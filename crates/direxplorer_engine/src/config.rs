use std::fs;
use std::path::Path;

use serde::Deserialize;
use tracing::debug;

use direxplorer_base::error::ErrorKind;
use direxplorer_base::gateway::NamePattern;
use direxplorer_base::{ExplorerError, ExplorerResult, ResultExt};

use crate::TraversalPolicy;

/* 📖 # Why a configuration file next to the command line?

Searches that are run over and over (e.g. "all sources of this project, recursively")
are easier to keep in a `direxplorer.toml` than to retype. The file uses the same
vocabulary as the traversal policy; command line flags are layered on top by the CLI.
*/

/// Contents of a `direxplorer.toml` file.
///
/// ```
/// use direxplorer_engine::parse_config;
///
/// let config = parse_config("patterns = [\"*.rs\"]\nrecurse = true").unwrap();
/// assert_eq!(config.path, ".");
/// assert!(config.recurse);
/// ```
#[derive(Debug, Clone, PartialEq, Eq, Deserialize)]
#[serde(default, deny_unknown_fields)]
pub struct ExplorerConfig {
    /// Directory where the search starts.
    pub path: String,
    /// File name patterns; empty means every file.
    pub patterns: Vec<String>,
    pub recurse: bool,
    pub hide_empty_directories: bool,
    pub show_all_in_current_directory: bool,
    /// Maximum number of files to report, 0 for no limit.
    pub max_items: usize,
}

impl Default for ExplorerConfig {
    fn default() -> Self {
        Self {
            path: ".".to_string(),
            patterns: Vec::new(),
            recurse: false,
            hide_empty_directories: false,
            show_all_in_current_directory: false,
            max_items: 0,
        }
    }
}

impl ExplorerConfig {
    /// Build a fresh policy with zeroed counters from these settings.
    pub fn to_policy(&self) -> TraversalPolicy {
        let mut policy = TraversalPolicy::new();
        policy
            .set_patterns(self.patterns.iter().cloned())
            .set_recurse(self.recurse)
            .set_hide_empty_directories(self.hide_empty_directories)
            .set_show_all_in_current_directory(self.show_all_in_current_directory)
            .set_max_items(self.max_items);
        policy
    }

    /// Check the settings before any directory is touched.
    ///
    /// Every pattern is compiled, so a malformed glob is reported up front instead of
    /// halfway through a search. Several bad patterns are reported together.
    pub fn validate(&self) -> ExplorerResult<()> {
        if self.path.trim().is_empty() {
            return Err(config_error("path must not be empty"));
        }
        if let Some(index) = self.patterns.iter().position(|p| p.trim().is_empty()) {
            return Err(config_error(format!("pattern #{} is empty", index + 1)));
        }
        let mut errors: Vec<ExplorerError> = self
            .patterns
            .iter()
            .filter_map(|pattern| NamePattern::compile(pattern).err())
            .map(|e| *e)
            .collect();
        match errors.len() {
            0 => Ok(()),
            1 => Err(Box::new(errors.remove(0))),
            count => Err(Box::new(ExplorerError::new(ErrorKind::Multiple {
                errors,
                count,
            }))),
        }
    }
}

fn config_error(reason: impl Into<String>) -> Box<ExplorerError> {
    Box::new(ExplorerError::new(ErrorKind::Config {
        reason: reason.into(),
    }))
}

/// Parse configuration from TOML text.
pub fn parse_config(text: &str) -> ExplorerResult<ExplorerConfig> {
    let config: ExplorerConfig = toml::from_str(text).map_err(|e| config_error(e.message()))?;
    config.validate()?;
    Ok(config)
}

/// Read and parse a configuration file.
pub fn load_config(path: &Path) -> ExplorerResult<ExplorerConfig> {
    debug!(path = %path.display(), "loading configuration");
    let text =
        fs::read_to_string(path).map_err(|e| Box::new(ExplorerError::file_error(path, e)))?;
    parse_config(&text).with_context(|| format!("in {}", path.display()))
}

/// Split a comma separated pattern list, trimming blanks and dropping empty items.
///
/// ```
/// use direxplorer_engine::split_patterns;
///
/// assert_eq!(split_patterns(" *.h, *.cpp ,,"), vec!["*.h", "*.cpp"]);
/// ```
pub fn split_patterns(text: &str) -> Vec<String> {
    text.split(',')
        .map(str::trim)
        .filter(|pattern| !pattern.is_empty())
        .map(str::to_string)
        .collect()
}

════════════════

What is being asked:
In the listing, find all lines with the string "configuration" and copy them.

Exercise answer:
/* 📖 # Why a configuration file next to the command line?
/// Parse configuration from TOML text.
/// Read and parse a configuration file.
    debug!(path = %path.display(), "loading configuration");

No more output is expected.